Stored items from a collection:

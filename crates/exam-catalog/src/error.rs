#![deny(unsafe_code)]

use std::path::PathBuf;

#[derive(Debug, thiserror::Error)]
pub enum CatalogError {
    #[error("failed to read catalog file {path}: {source}")]
    Io {
        path: PathBuf,
        #[source]
        source: std::io::Error,
    },

    #[error("failed to parse catalog from {origin}: {source}")]
    Json {
        origin: String,
        #[source]
        source: serde_json::Error,
    },

    #[error("catalog contains no exams")]
    Empty,

    #[error("catalog contains no subject codes")]
    NoSubjects,

    #[error("exam {exam} lists subject code {code} missing from subjectCodeToName")]
    UnknownSubjectCode { exam: String, code: String },

    #[error("subjectNameToCodes lists {code} under \"{name}\" but subjectCodeToName has no entry for it")]
    UnindexedCode { name: String, code: String },

    #[error("subjectNameToCodes lists {code} under \"{name}\" but subjectCodeToName maps it to \"{mapped}\"")]
    InconsistentIndex {
        name: String,
        code: String,
        mapped: String,
    },
}
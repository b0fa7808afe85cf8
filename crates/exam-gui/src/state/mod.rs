//! Application state management

mod app_state;

pub use app_state::AppState;
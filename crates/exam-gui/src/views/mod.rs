//! View components

mod controls;
mod results;

pub use controls::ControlsView;
pub use results::ResultsView;
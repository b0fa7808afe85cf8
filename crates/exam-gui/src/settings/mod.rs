//! Settings types and configuration for the Exam Archive GUI.
//!
//! Only display preferences are persisted; the filter selection itself
//! lives and dies with the session.

mod persistence;

pub use persistence::{load_settings, save_settings, settings_path};

use serde::{Deserialize, Serialize};

/// Application settings (persisted to disk as TOML).
#[derive(Debug, Clone, Default, Serialize, Deserialize)]
#[serde(default)]
pub struct Settings {
    pub general: GeneralSettings,
}

/// General application preferences.
#[derive(Debug, Clone, Serialize, Deserialize)]
#[serde(default)]
pub struct GeneralSettings {
    /// Enable dark mode theme.
    pub dark_mode: bool,
}

impl Default for GeneralSettings {
    fn default() -> Self {
        Self { dark_mode: true }
    }
}
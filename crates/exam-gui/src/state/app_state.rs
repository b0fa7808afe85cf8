//! Application-level state

use exam_catalog::{Catalog, CatalogSummary};
use exam_select::{FieldChange, Selection, resolve};

use crate::settings::Settings;

/// Top-level application state: the immutable catalog, the one mutable
/// selection, and display preferences.
pub struct AppState {
    pub catalog: Catalog,
    pub summary: CatalogSummary,
    pub selection: Selection,
    pub settings: Settings,
    /// Settings window visibility
    pub settings_open: bool,
    /// Filter text inside the subject combo popup
    pub subject_query: String,
    /// Filter text inside the year combo popup
    pub year_query: String,
}

impl AppState {
    pub fn new(catalog: Catalog, settings: Settings) -> Self {
        let selection = Selection::initial(&catalog);
        let summary = catalog.summary();
        Self {
            catalog,
            summary,
            selection,
            settings,
            settings_open: false,
            subject_query: String::new(),
            year_query: String::new(),
        }
    }

    /// Run one synchronous resolver pass; the next frame renders the
    /// resulting state.
    pub fn apply(&mut self, change: FieldChange) {
        self.selection = resolve(&self.catalog, &self.selection, change);
        self.subject_query.clear();
        self.year_query.clear();
    }

    pub fn open_settings(&mut self) {
        self.settings_open = true;
    }
}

**What to work on**:
Once you have read the data above, print all of it again exactly.

**Task solution**:
filename crates/exam-catalog/src/error.rs
#![deny(unsafe_code)]

use std::path::PathBuf;

#[derive(Debug, thiserror::Error)]
pub enum CatalogError {
    #[error("failed to read catalog file {path}: {source}")]
    Io {
        path: PathBuf,
        #[source]
        source: std::io::Error,
    },

    #[error("failed to parse catalog from {origin}: {source}")]
    Json {
        origin: String,
        #[source]
        source: serde_json::Error,
    },

    #[error("catalog contains no exams")]
    Empty,

    #[error("catalog contains no subject codes")]
    NoSubjects,

    #[error("exam {exam} lists subject code {code} missing from subjectCodeToName")]
    UnknownSubjectCode { exam: String, code: String },

    #[error("subjectNameToCodes lists {code} under \"{name}\" but subjectCodeToName has no entry for it")]
    UnindexedCode { name: String, code: String },

    #[error("subjectNameToCodes lists {code} under \"{name}\" but subjectCodeToName maps it to \"{mapped}\"")]
    InconsistentIndex {
        name: String,
        code: String,
        mapped: String,
    },
}
repository b0fa7808afe85cf8
filename crates/exam-gui/src/state/mod.rs
//! Application state management

mod app_state;

pub use app_state::AppState;
filename crates/exam-gui/src/views/mod.rs
//! View components

mod controls;
mod results;

pub use controls::ControlsView;
pub use results::ResultsView;
repository b0fa7808afe85cf8
filename crates/exam-gui/src/settings/mod.rs
//! Settings types and configuration for the Exam Archive GUI.
//!
//! Only display preferences are persisted; the filter selection itself
//! lives and dies with the session.

mod persistence;

pub use persistence::{load_settings, save_settings, settings_path};

use serde::{Deserialize, Serialize};

/// Application settings (persisted to disk as TOML).
#[derive(Debug, Clone, Default, Serialize, Deserialize)]
#[serde(default)]
pub struct Settings {
    pub general: GeneralSettings,
}

/// General application preferences.
#[derive(Debug, Clone, Serialize, Deserialize)]
#[serde(default)]
pub struct GeneralSettings {
    /// Enable dark mode theme.
    pub dark_mode: bool,
}

impl Default for GeneralSettings {
    fn default() -> Self {
        Self { dark_mode: true }
    }
}
filename crates/exam-gui/src/state/app_state.rs
repository b0fa7808afe85cf8
//! Application-level state

use exam_catalog::{Catalog, CatalogSummary};
use exam_select::{FieldChange, Selection, resolve};

use crate::settings::Settings;

/// Top-level application state: the immutable catalog, the one mutable
/// selection, and display preferences.
pub struct AppState {
    pub catalog: Catalog,
    pub summary: CatalogSummary,
    pub selection: Selection,
    pub settings: Settings,
    /// Settings window visibility
    pub settings_open: bool,
    /// Filter text inside the subject combo popup
    pub subject_query: String,
    /// Filter text inside the year combo popup
    pub year_query: String,
}

impl AppState {
    pub fn new(catalog: Catalog, settings: Settings) -> Self {
        let selection = Selection::initial(&catalog);
        let summary = catalog.summary();
        Self {
            catalog,
            summary,
            selection,
            settings,
            settings_open: false,
            subject_query: String::new(),
            year_query: String::new(),
        }
    }

    /// Run one synchronous resolver pass; the next frame renders the
    /// resulting state.
    pub fn apply(&mut self, change: FieldChange) {
        self.selection = resolve(&self.catalog, &self.selection, change);
        self.subject_query.clear();
        self.year_query.clear();
    }

    pub fn open_settings(&mut self) {
        self.settings_open = true;
    }
}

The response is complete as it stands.